So here I am at the age of 20 years old and so very sick that my bed is now on the bathroom floor. A prisoner to my home. A prisoner to my body. Stripped of attending college, stripped of doing theater, and stripped of having a social life. As I watched my father, mother and sisters go to work, eat and carry about their life, I had one constant—-God.
I was raised as a Catholic school girl and was very religious—my family was a two times a yearer and me? Well, I would vist the funeral parlor daily, light candles several times a week, went to the stations of the cross, weekly mass and prayed the rosary daily and wore my scapular with Mary on the front and Jesus on the back.
In one visit to my IBD specialist in New York, Dr Samuel Meyers, he said that I needed surgery the next day and the surgeon told me to go home, pack my bags and come back by the evening. My colon was ready to perforate. He also said I had cancerous polyps and told my mother if she doesnt die from her colon bursting, she will die from colon cancer within a year.

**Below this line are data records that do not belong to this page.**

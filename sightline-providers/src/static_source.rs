//! In-memory data source.

use std::collections::HashMap;
use std::sync::atomic::{AtomicU64, Ordering};

use async_trait::async_trait;
use sightline_core::{DataSourceError, EnrichmentPayload, EntityId};

use crate::DataSource;

/// Data source answering from a fixed map. Unknown ids are `NotFound`.
#[derive(Debug, Default)]
pub struct StaticDataSource {
    entities: HashMap<EntityId, EnrichmentPayload>,
    fetches: AtomicU64,
}

impl StaticDataSource {
    pub fn new() -> Self {
        Self::default()
    }

    pub fn with_entity(mut self, entity_id: EntityId, payload: impl Into<EnrichmentPayload>) -> Self {
        self.entities.insert(entity_id, payload.into());
        self
    }

    /// Number of `fetch` calls served so far, misses included.
    pub fn fetch_count(&self) -> u64 {
        self.fetches.load(Ordering::Relaxed)
    }
}

impl FromIterator<(EntityId, EnrichmentPayload)> for StaticDataSource {
    fn from_iter<I: IntoIterator<Item = (EntityId, EnrichmentPayload)>>(iter: I) -> Self {
        Self {
            entities: iter.into_iter().collect(),
            fetches: AtomicU64::new(0),
        }
    }
}

#[async_trait]
impl DataSource for StaticDataSource {
    async fn fetch(&self, entity_id: EntityId) -> Result<EnrichmentPayload, DataSourceError> {
        self.fetches.fetch_add(1, Ordering::Relaxed);
        self.entities
            .get(&entity_id)
            .cloned()
            .ok_or(DataSourceError::NotFound { entity_id })
    }

    fn source_id(&self) -> &str {
        "static"
    }
}
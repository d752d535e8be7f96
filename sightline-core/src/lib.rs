//! SIGHTLINE Core - Recognition Types
//!
//! Pure data structures shared by every other crate: image fingerprints,
//! candidates and identification results, breaker state, configuration,
//! health and the error taxonomy. This crate performs no I/O.

mod circuit;
mod config;
pub mod constants;
mod error;
mod fingerprint;
mod health;
mod recognition;

pub use circuit::{CircuitState, CircuitStateParseError, FailureRecord};
pub use config::{BreakerConfig, CacheConfig, IdentifyPolicy, RetryConfig, SightlineConfig};
pub use error::{
    CacheError, ClassifierError, ConfigError, DataSourceError, IdentifyError, SightlineError,
    SightlineResult,
};
pub use fingerprint::{
    fingerprint_of, EntityId, FingerprintParseError, ImageFingerprint, Timestamp, FINGERPRINT_LEN,
};
pub use health::{HealthCheck, HealthReport, HealthStatus};
pub use recognition::{Candidate, Degradation, EnrichmentPayload, IdentificationResult, ModelInfo};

I went home and packed. I knew though where I needed to go. I walked the one block down to my church with bible in hand hoping to do confession (not sure what I was confessing as I was a pretty good kid). To my surprise, the golden doors were locked. It took everything I had to walk there and now the doors were locked? I went over to the rectory and no one answered. I was devastated. I struggled walking that block home and crawled up the stairs to my room and placed the bible in my bag. My mom asked me if I was ready to go and I looked back down into my bag, and placed the bible back on my bookshelf. I answered her that I was ready.
As I slid into the car, I knew that in that moment, I lost my religion. I was stripped of everything and now, God, too, had abandoned me. I now had lost it all.